> [WHAT IS BEING ASKED]:
If a line below includes the string "filename", copy it.

> [Stored items from a collection]:
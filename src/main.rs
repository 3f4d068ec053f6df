//! gaze-gateway server entry point.
//!
//! Starts the Axum HTTP server with the WebSocket endpoint and plain
//! health/info routes, and wires ctrl-c into session shutdown.

use std::net::SocketAddr;
use std::sync::Arc;

use tokio_util::sync::CancellationToken;
use tracing_subscriber::EnvFilter;

use gaze_gateway::app_state::AppState;
use gaze_gateway::capture::{FrameSupply, SimulatedFrameSource};
use gaze_gateway::config::{GatewayConfig, TrackingMode};
use gaze_gateway::domain::ConnectionRegistry;

#[tokio::main]
async fn main() -> Result<(), Box<dyn std::error::Error>> {
    // Load configuration
    let config = GatewayConfig::from_env();

    // Initialize tracing; RUST_LOG overrides LOG_LEVEL.
    let filter =
        EnvFilter::try_from_default_env().unwrap_or_else(|_| EnvFilter::new(&config.log_level));
    if config.log_format == "json" {
        tracing_subscriber::fmt().json().with_env_filter(filter).init();
    } else {
        tracing_subscriber::fmt().with_env_filter(filter).init();
    }

    tracing::info!(
        addr = %config.bind_addr(),
        max_connections = config.max_connections,
        mode = ?config.tracking_mode,
        "starting gaze-gateway"
    );

    // Build domain layer
    let registry = Arc::new(ConnectionRegistry::new(config.max_connections));
    let frames = build_frame_supply(&config);
    let shutdown = CancellationToken::new();

    // Build application state and router
    let state = AppState {
        registry,
        frames,
        config: Arc::new(config.clone()),
        shutdown: shutdown.clone(),
    };
    let app = gaze_gateway::build_app(state);

    // Start server
    let listener = tokio::net::TcpListener::bind(config.bind_addr()).await?;
    tracing::info!(addr = %config.bind_addr(), "server listening");
    tracing::info!("websocket endpoint: /ws, health check: /health");

    axum::serve(
        listener,
        app.into_make_service_with_connect_info::<SocketAddr>(),
    )
    .with_graceful_shutdown(async move {
        let _ = tokio::signal::ctrl_c().await;
        tracing::info!("shutdown signal received");
        shutdown.cancel();
    })
    .await?;

    Ok(())
}

/// Constructs the process-level frame source per `TRACKING_MODE`.
///
/// Construction failure of the live pipeline does not abort startup: the
/// gateway still serves connections and reports the failure to clients
/// that request tracking.
fn build_frame_supply(config: &GatewayConfig) -> FrameSupply {
    match config.tracking_mode {
        TrackingMode::Simulated => {
            FrameSupply::ready(Arc::new(SimulatedFrameSource::new(config.simulated_interval)))
        }
        #[cfg(feature = "live-camera")]
        TrackingMode::Live => {
            match gaze_gateway::capture::live::LiveFrameSource::open(config.live_interval) {
                Ok(source) => FrameSupply::ready(Arc::new(source)),
                Err(err) => {
                    tracing::error!(error = %err, "live capture unavailable");
                    FrameSupply::unavailable(err.to_string())
                }
            }
        }
        #[cfg(not(feature = "live-camera"))]
        TrackingMode::Live => {
            tracing::error!("TRACKING_MODE=live but built without the live-camera feature");
            FrameSupply::unavailable("live capture support not compiled in")
        }
    }
}
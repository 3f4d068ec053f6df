//! WebSocket wire protocol: inbound commands and outbound notifications.
//!
//! All frames are UTF-8 JSON objects discriminated by a `type` tag.
//! Malformed JSON is a distinct [`ParseFailure`] outcome, not a command:
//! the session answers it with an `error` notification and stays open.

use chrono::{DateTime, Utc};
use serde::{Deserialize, Serialize};

use crate::capture::DetectionResult;

/// WebSocket close code for capacity refusal ("try again later").
pub const CLOSE_AT_CAPACITY: u16 = 1013;

/// WebSocket close code used when the server shuts down.
pub const CLOSE_GOING_AWAY: u16 = 1001;

/// Error message sent back for frames that are not valid JSON.
pub const INVALID_JSON_MESSAGE: &str = "Invalid JSON format";

/// Recognized client commands, as they appear on the wire.
#[derive(Debug, Clone, Copy, PartialEq, Eq, Deserialize)]
#[serde(tag = "type", rename_all = "snake_case")]
enum ClientCommand {
    Ping,
    StartTracking,
    StopTracking,
}

/// One parsed inbound text frame.
#[derive(Debug, Clone, PartialEq, Eq)]
pub enum InboundCommand {
    /// Health-check ping; answered with `pong` immediately.
    Ping,
    /// Enable periodic `eye_data` emission.
    StartTracking,
    /// Disable periodic emission without tearing the session down.
    StopTracking,
    /// Structurally valid JSON with an unrecognized `type` tag (kept for
    /// logging). Ignored, never answered.
    Unknown(String),
}

/// Marker for inbound payloads that are not valid JSON.
#[derive(Debug, Clone, Copy, PartialEq, Eq)]
pub struct ParseFailure;

impl InboundCommand {
    /// Parses one inbound text frame.
    ///
    /// # Errors
    ///
    /// Returns [`ParseFailure`] when the frame is not valid JSON. A valid
    /// object with a missing or unrecognized `type` tag parses as
    /// [`InboundCommand::Unknown`].
    pub fn parse(text: &str) -> Result<Self, ParseFailure> {
        let value: serde_json::Value = serde_json::from_str(text).map_err(|_| ParseFailure)?;
        let tag = value
            .get("type")
            .and_then(serde_json::Value::as_str)
            .unwrap_or("<missing>")
            .to_owned();
        match serde_json::from_value::<ClientCommand>(value) {
            Ok(ClientCommand::Ping) => Ok(Self::Ping),
            Ok(ClientCommand::StartTracking) => Ok(Self::StartTracking),
            Ok(ClientCommand::StopTracking) => Ok(Self::StopTracking),
            Err(_) => Ok(Self::Unknown(tag)),
        }
    }
}

/// Static server identity included in the welcome notification.
#[derive(Debug, Clone, Serialize)]
pub struct ServerInfo {
    /// Crate version.
    pub version: &'static str,
    /// Configured connection capacity.
    pub max_connections: usize,
}

/// Outbound notifications, serialized with a snake_case `type` tag.
#[derive(Debug, Clone, Serialize)]
#[serde(tag = "type", rename_all = "snake_case")]
pub enum ServerMessage {
    /// Welcome notification sent once on successful admission.
    Connection {
        /// Human-readable greeting.
        message: String,
        /// When the notification was produced.
        timestamp: DateTime<Utc>,
        /// Server identity and configured capacity.
        server_info: ServerInfo,
    },
    /// Reply to a `ping`.
    Pong {
        /// When the reply was produced.
        timestamp: DateTime<Utc>,
    },
    /// One periodic detection-state sample.
    EyeData {
        /// When the sample was produced.
        timestamp: DateTime<Utc>,
        /// Whether a face was detected.
        face_detected: bool,
        /// Detected eye count.
        eye_count: u32,
        /// Whether the subject appears to look away.
        looking_away: bool,
        /// Detection confidence in `[0, 1]`.
        confidence: f64,
        /// Optional annotation (e.g. simulated-data marker).
        #[serde(skip_serializing_if = "Option::is_none")]
        note: Option<String>,
    },
    /// Non-fatal error notification.
    Error {
        /// Human-readable error description.
        message: String,
        /// When the notification was produced.
        timestamp: DateTime<Utc>,
    },
}

impl ServerMessage {
    /// Builds the welcome notification.
    #[must_use]
    pub fn welcome(max_connections: usize) -> Self {
        Self::Connection {
            message: "Eye tracking connected".to_owned(),
            timestamp: Utc::now(),
            server_info: ServerInfo {
                version: env!("CARGO_PKG_VERSION"),
                max_connections,
            },
        }
    }

    /// Builds a `pong` reply.
    #[must_use]
    pub fn pong() -> Self {
        Self::Pong {
            timestamp: Utc::now(),
        }
    }

    /// Wraps one detection result as an `eye_data` notification.
    #[must_use]
    pub fn eye_data(result: DetectionResult) -> Self {
        Self::EyeData {
            timestamp: result.timestamp,
            face_detected: result.face_detected,
            eye_count: result.eye_count,
            looking_away: result.looking_away,
            confidence: result.confidence,
            note: result.note,
        }
    }

    /// Builds an `error` notification.
    #[must_use]
    pub fn error(message: impl Into<String>) -> Self {
        Self::Error {
            message: message.into(),
            timestamp: Utc::now(),
        }
    }
}
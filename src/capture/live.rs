//! Camera-backed frame source using OpenCV Haar cascades.
//!
//! Construction probes a small number of device indices and loads the
//! frontal-face and eye cascade classifiers; either failing is fatal for
//! this source. A failed single-frame read at runtime is transient and
//! surfaces as [`CaptureError::TransientReadFailure`].
//!
//! OpenCV calls block on device I/O, so every capture runs on the
//! blocking thread pool. The device handle is owned exclusively by this
//! source and all access is serialized through one mutex.

use std::fmt;
use std::sync::{Arc, Mutex};
use std::time::Duration;

use async_trait::async_trait;
use chrono::Utc;
use opencv::core::{Rect, Size, Vector};
use opencv::objdetect::CascadeClassifier;
use opencv::prelude::*;
use opencv::videoio::{CAP_ANY, VideoCapture};
use opencv::{core, imgproc};

use super::{CaptureError, DetectionResult, FrameSource};

const FACE_CASCADE: &str = "haarcascade_frontalface_default.xml";
const EYE_CASCADE: &str = "haarcascade_eye.xml";

/// How many device indices to probe before giving up.
const CAMERA_PROBE_LIMIT: i32 = 3;

/// Live frame source: camera + face/eye cascade detection.
pub struct LiveFrameSource {
    inner: Arc<Mutex<Detector>>,
    cadence: Duration,
}

struct Detector {
    device: VideoCapture,
    face: CascadeClassifier,
    eyes: CascadeClassifier,
}

impl LiveFrameSource {
    /// Opens a camera device and loads both cascade classifiers.
    ///
    /// Device indices `0..3` are probed in order; the first that opens
    /// wins.
    ///
    /// # Errors
    ///
    /// Returns [`CaptureError::ClassifierUnavailable`] if either cascade
    /// file is missing or loads empty, and
    /// [`CaptureError::NoCameraAvailable`] if no probed device opens.
    pub fn open(cadence: Duration) -> Result<Self, CaptureError> {
        let face = load_cascade(FACE_CASCADE)?;
        let eyes = load_cascade(EYE_CASCADE)?;

        let mut device = None;
        for index in 0..CAMERA_PROBE_LIMIT {
            match VideoCapture::new(index, CAP_ANY) {
                Ok(cap) if cap.is_opened().unwrap_or(false) => {
                    tracing::info!(index, "camera opened");
                    device = Some(cap);
                    break;
                }
                Ok(_) => {}
                Err(err) => {
                    tracing::warn!(index, error = %err, "failed to open camera");
                }
            }
        }
        let Some(device) = device else {
            return Err(CaptureError::NoCameraAvailable);
        };

        Ok(Self {
            inner: Arc::new(Mutex::new(Detector { device, face, eyes })),
            cadence,
        })
    }
}

#[async_trait]
impl FrameSource for LiveFrameSource {
    async fn capture(&self) -> Result<DetectionResult, CaptureError> {
        let inner = Arc::clone(&self.inner);
        tokio::task::spawn_blocking(move || {
            let Ok(mut detector) = inner.lock() else {
                return Err(CaptureError::TransientReadFailure);
            };
            detector.detect_once()
        })
        .await
        .map_err(|_| CaptureError::TransientReadFailure)?
    }

    fn cadence(&self) -> Duration {
        self.cadence
    }

    fn mode(&self) -> &'static str {
        "live"
    }
}

impl Detector {
    fn detect_once(&mut self) -> Result<DetectionResult, CaptureError> {
        let mut frame = Mat::default();
        let grabbed = self
            .device
            .read(&mut frame)
            .map_err(|_| CaptureError::TransientReadFailure)?;
        if !grabbed || frame.empty().unwrap_or(true) {
            return Err(CaptureError::TransientReadFailure);
        }

        let mut gray = Mat::default();
        imgproc::cvt_color(&frame, &mut gray, imgproc::COLOR_BGR2GRAY, 0)
            .map_err(|_| CaptureError::TransientReadFailure)?;

        let mut faces = Vector::<Rect>::new();
        self.face
            .detect_multi_scale(
                &gray,
                &mut faces,
                1.1,
                5,
                0,
                Size::new(30, 30),
                Size::new(0, 0),
            )
            .map_err(|_| CaptureError::TransientReadFailure)?;

        let mut eye_count: u32 = 0;
        for face in faces.iter() {
            let roi = Mat::roi(&gray, face).map_err(|_| CaptureError::TransientReadFailure)?;
            let mut eyes = Vector::<Rect>::new();
            self.eyes
                .detect_multi_scale(
                    &roi,
                    &mut eyes,
                    1.1,
                    5,
                    0,
                    Size::new(20, 20),
                    Size::new(0, 0),
                )
                .map_err(|_| CaptureError::TransientReadFailure)?;
            eye_count = eyes.len() as u32;
        }

        let face_detected = !faces.is_empty();
        let confidence = if face_detected && eye_count >= 2 {
            (f64::from(eye_count) / 2.0).min(1.0)
        } else if face_detected {
            0.5
        } else {
            0.0
        };

        Ok(DetectionResult {
            face_detected,
            eye_count,
            looking_away: !face_detected || eye_count < 2,
            confidence,
            timestamp: Utc::now(),
            note: None,
        })
    }
}

/// Resolves and loads one Haar cascade by file name.
///
/// `CASCADE_DIR` overrides the search location; otherwise OpenCV's own
/// data directory is searched.
fn load_cascade(name: &str) -> Result<CascadeClassifier, CaptureError> {
    let path = match std::env::var("CASCADE_DIR") {
        Ok(dir) => format!("{dir}/{name}"),
        Err(_) => core::find_file(&format!("haarcascades/{name}"), false, true)
            .map_err(|err| CaptureError::ClassifierUnavailable(err.to_string()))?,
    };
    if path.is_empty() {
        return Err(CaptureError::ClassifierUnavailable(format!(
            "{name} not found"
        )));
    }

    let classifier = CascadeClassifier::new(&path)
        .map_err(|err| CaptureError::ClassifierUnavailable(err.to_string()))?;
    if classifier.empty().unwrap_or(true) {
        return Err(CaptureError::ClassifierUnavailable(format!(
            "{name} loaded empty"
        )));
    }
    Ok(classifier)
}

impl fmt::Debug for LiveFrameSource {
    fn fmt(&self, f: &mut fmt::Formatter<'_>) -> fmt::Result {
        f.debug_struct("LiveFrameSource")
            .field("cadence", &self.cadence)
            .finish_non_exhaustive()
    }
}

> [EXPECTED ANSWER]:
filename src/main.rs
filename src/capture/live.rs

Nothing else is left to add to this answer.